*** RECORDS SHOWN ***

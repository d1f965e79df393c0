// =============================================================================
// Chaikin Money Flow (CMF)
// =============================================================================
//
//   MFM  = ((C - L) - (H - C)) / (H - L)        0 for a zero-range bar
//   CMF  = sum(MFM * volume) / sum(volume)      over `period` bars
//
// Zero window volume gives CMF 0.
//
// Bands:  CMF > 0.1 => ACCUMULATION,  CMF < -0.1 => DISTRIBUTION
//         |CMF| > 0.05 sets buying / selling pressure
// =============================================================================

use serde::Serialize;

use super::divergence::{trailing_divergence, DIVERGENCE_LOOKBACK};
use super::{Indicator, IndicatorParams};
use crate::error::IndicatorError;
use crate::types::{Divergence, PriceBar, PriceSeries, Strength};

#[derive(Debug, Clone, Copy, PartialEq, Eq, Serialize)]
#[serde(rename_all = "SCREAMING_SNAKE_CASE")]
pub enum FlowType {
    Accumulation,
    Distribution,
    Neutral,
}

#[derive(Debug, Clone, Copy, PartialEq, Eq, Serialize)]
#[serde(rename_all = "SCREAMING_SNAKE_CASE")]
pub enum Pressure {
    BuyingPressure,
    SellingPressure,
    Balanced,
}

#[derive(Debug, Clone, Copy, PartialEq, Serialize)]
pub struct CmfResult {
    pub cmf: f64,
    pub flow_type: FlowType,
    pub strength: Strength,
    pub pressure: Pressure,
    pub divergence: Divergence,
}

#[derive(Debug, Clone, PartialEq)]
pub struct Cmf {
    pub period: usize,
}

impl Default for Cmf {
    fn default() -> Self {
        Self { period: 20 }
    }
}

impl Cmf {
    pub fn from_params(params: &IndicatorParams) -> Result<Self, IndicatorError> {
        Ok(Self {
            period: params.period("period", 20)?,
        })
    }
}

impl Indicator for Cmf {
    type Output = CmfResult;

    fn name(&self) -> &'static str {
        "CMF"
    }

    fn warmup(&self) -> usize {
        self.period.saturating_sub(1)
    }

    fn compute(&self, series: &PriceSeries) -> Vec<CmfResult> {
        if self.period == 0 {
            return Vec::new();
        }

        let cmf_values: Vec<f64> = series
            .bars()
            .windows(self.period)
            .map(|window| {
                let (flow_volume, volume) = window.iter().fold((0.0, 0.0), |(fv, v), bar| {
                    (fv + multiplier(bar) * bar.volume, v + bar.volume)
                });
                if volume == 0.0 {
                    0.0
                } else {
                    flow_volume / volume
                }
            })
            .collect();

        let closes = series.closes();
        let aligned_closes = &closes[self.warmup()..];

        cmf_values
            .iter()
            .enumerate()
            .map(|(j, &cmf)| CmfResult {
                cmf,
                flow_type: if cmf > 0.1 {
                    FlowType::Accumulation
                } else if cmf < -0.1 {
                    FlowType::Distribution
                } else {
                    FlowType::Neutral
                },
                strength: if cmf.abs() > 0.2 {
                    Strength::Strong
                } else if cmf.abs() > 0.1 {
                    Strength::Moderate
                } else {
                    Strength::Weak
                },
                pressure: if cmf > 0.05 {
                    Pressure::BuyingPressure
                } else if cmf < -0.05 {
                    Pressure::SellingPressure
                } else {
                    Pressure::Balanced
                },
                divergence: trailing_divergence(
                    aligned_closes,
                    &cmf_values,
                    j,
                    DIVERGENCE_LOOKBACK,
                    DIVERGENCE_LOOKBACK,
                ),
            })
            .collect()
    }
}

/// Money-flow multiplier in [-1, 1].
fn multiplier(bar: &PriceBar) -> f64 {
    let range = bar.high - bar.low;
    if range == 0.0 {
        return 0.0;
    }
    ((bar.close - bar.low) - (bar.high - bar.close)) / range
}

*** End of RECORDS SHOWN ***

_THE TASK:_
The task requires each record above to be restated exactly.

_WRITTEN SOLUTION:_
repository d1f965e79df393c0
// =============================================================================
// Chaikin Money Flow (CMF)
// =============================================================================
//
//   MFM  = ((C - L) - (H - C)) / (H - L)        0 for a zero-range bar
//   CMF  = sum(MFM * volume) / sum(volume)      over `period` bars
//
// Zero window volume gives CMF 0.
//
// Bands:  CMF > 0.1 => ACCUMULATION,  CMF < -0.1 => DISTRIBUTION
//         |CMF| > 0.05 sets buying / selling pressure
// =============================================================================

use serde::Serialize;

use super::divergence::{trailing_divergence, DIVERGENCE_LOOKBACK};
use super::{Indicator, IndicatorParams};
use crate::error::IndicatorError;
use crate::types::{Divergence, PriceBar, PriceSeries, Strength};

#[derive(Debug, Clone, Copy, PartialEq, Eq, Serialize)]
#[serde(rename_all = "SCREAMING_SNAKE_CASE")]
pub enum FlowType {
    Accumulation,
    Distribution,
    Neutral,
}

#[derive(Debug, Clone, Copy, PartialEq, Eq, Serialize)]
#[serde(rename_all = "SCREAMING_SNAKE_CASE")]
pub enum Pressure {
    BuyingPressure,
    SellingPressure,
    Balanced,
}

#[derive(Debug, Clone, Copy, PartialEq, Serialize)]
pub struct CmfResult {
    pub cmf: f64,
    pub flow_type: FlowType,
    pub strength: Strength,
    pub pressure: Pressure,
    pub divergence: Divergence,
}

#[derive(Debug, Clone, PartialEq)]
pub struct Cmf {
    pub period: usize,
}

impl Default for Cmf {
    fn default() -> Self {
        Self { period: 20 }
    }
}

impl Cmf {
    pub fn from_params(params: &IndicatorParams) -> Result<Self, IndicatorError> {
        Ok(Self {
            period: params.period("period", 20)?,
        })
    }
}

impl Indicator for Cmf {
    type Output = CmfResult;

    fn name(&self) -> &'static str {
        "CMF"
    }

    fn warmup(&self) -> usize {
        self.period.saturating_sub(1)
    }

    fn compute(&self, series: &PriceSeries) -> Vec<CmfResult> {
        if self.period == 0 {
            return Vec::new();
        }

        let cmf_values: Vec<f64> = series
            .bars()
            .windows(self.period)
            .map(|window| {
                let (flow_volume, volume) = window.iter().fold((0.0, 0.0), |(fv, v), bar| {
                    (fv + multiplier(bar) * bar.volume, v + bar.volume)
                });
                if volume == 0.0 {
                    0.0
                } else {
                    flow_volume / volume
                }
            })
            .collect();

        let closes = series.closes();
        let aligned_closes = &closes[self.warmup()..];

        cmf_values
            .iter()
            .enumerate()
            .map(|(j, &cmf)| CmfResult {
                cmf,
                flow_type: if cmf > 0.1 {
                    FlowType::Accumulation
                } else if cmf < -0.1 {
                    FlowType::Distribution
                } else {
                    FlowType::Neutral
                },
                strength: if cmf.abs() > 0.2 {
                    Strength::Strong
                } else if cmf.abs() > 0.1 {
                    Strength::Moderate
                } else {
                    Strength::Weak
                },
                pressure: if cmf > 0.05 {
                    Pressure::BuyingPressure
                } else if cmf < -0.05 {
                    Pressure::SellingPressure
                } else {
                    Pressure::Balanced
                },
                divergence: trailing_divergence(
                    aligned_closes,
                    &cmf_values,
                    j,
                    DIVERGENCE_LOOKBACK,
                    DIVERGENCE_LOOKBACK,
                ),
            })
            .collect()
    }
}

/// Money-flow multiplier in [-1, 1].
fn multiplier(bar: &PriceBar) -> f64 {
    let range = bar.high - bar.low;
    if range == 0.0 {
        return 0.0;
    }
    ((bar.close - bar.low) - (bar.high - bar.close)) / range
}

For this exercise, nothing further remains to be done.